## [PROBLEM DETAILS]
Once you find the line with "URL for API" in the entries below, return exactly every line from it through the line with "let model = model.unwrap_or(&self.model);".

EXTRACTED RECORDS below:

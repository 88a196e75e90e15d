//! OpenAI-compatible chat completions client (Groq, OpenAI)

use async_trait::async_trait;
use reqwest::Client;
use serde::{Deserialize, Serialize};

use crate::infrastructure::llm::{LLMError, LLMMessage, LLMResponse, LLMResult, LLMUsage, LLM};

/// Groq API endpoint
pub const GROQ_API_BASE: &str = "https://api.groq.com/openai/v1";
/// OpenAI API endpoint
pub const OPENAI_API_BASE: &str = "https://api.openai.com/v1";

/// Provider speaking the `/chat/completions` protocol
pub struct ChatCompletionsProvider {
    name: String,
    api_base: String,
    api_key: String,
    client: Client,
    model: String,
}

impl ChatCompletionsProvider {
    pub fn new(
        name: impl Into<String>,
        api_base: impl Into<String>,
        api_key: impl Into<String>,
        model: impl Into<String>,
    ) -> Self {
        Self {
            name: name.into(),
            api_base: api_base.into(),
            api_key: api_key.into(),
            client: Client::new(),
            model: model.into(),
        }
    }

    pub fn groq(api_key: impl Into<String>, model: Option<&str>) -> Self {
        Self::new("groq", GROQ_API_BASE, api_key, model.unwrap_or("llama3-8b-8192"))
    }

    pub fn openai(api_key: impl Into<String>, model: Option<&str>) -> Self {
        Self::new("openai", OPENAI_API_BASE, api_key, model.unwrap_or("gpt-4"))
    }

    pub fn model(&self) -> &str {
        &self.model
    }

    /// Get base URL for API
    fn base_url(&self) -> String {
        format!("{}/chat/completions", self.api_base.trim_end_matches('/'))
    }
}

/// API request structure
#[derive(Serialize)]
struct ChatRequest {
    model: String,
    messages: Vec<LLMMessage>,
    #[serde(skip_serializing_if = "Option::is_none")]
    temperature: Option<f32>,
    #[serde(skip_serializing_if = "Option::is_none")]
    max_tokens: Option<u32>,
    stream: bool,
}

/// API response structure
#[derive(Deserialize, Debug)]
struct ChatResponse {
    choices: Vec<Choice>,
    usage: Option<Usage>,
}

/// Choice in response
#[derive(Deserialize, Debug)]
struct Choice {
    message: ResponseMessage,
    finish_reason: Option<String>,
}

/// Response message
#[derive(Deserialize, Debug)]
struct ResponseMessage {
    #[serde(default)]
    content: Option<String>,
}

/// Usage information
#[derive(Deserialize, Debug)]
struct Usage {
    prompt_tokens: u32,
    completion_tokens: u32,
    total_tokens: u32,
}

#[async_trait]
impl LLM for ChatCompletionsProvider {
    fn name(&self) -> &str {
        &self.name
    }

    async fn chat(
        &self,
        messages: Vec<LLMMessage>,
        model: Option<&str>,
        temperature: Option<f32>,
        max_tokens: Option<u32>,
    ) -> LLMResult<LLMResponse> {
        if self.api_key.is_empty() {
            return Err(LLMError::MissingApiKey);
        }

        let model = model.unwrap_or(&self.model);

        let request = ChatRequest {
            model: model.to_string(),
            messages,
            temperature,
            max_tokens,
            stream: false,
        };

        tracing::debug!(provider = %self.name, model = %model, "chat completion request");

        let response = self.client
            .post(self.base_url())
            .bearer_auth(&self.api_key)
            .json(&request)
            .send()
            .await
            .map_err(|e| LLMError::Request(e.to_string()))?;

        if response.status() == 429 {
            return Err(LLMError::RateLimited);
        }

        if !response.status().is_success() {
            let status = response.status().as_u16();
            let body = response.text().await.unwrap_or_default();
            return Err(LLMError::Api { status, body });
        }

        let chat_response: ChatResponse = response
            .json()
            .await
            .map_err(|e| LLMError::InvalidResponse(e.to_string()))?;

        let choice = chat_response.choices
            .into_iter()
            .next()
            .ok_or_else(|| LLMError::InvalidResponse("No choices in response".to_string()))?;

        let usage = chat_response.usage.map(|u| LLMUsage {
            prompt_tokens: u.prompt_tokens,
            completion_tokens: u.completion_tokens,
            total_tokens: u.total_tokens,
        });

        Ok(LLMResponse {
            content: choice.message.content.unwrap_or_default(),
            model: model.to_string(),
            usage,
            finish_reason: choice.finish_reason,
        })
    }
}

End of EXTRACTED RECORDS.

## [RESULT OF THIS EXERCISE]
    /// Get base URL for API
    fn base_url(&self) -> String {
        format!("{}/chat/completions", self.api_base.trim_end_matches('/'))
    }
}

/// API request structure
#[derive(Serialize)]
struct ChatRequest {
    model: String,
    messages: Vec<LLMMessage>,
    #[serde(skip_serializing_if = "Option::is_none")]
    temperature: Option<f32>,
    #[serde(skip_serializing_if = "Option::is_none")]
    max_tokens: Option<u32>,
    stream: bool,
}

/// API response structure
#[derive(Deserialize, Debug)]
struct ChatResponse {
    choices: Vec<Choice>,
    usage: Option<Usage>,
}

/// Choice in response
#[derive(Deserialize, Debug)]
struct Choice {
    message: ResponseMessage,
    finish_reason: Option<String>,
}

/// Response message
#[derive(Deserialize, Debug)]
struct ResponseMessage {
    #[serde(default)]
    content: Option<String>,
}

/// Usage information
#[derive(Deserialize, Debug)]
struct Usage {
    prompt_tokens: u32,
    completion_tokens: u32,
    total_tokens: u32,
}

#[async_trait]
impl LLM for ChatCompletionsProvider {
    fn name(&self) -> &str {
        &self.name
    }

    async fn chat(
        &self,
        messages: Vec<LLMMessage>,
        model: Option<&str>,
        temperature: Option<f32>,
        max_tokens: Option<u32>,
    ) -> LLMResult<LLMResponse> {
        if self.api_key.is_empty() {
            return Err(LLMError::MissingApiKey);
        }

        let model = model.unwrap_or(&self.model);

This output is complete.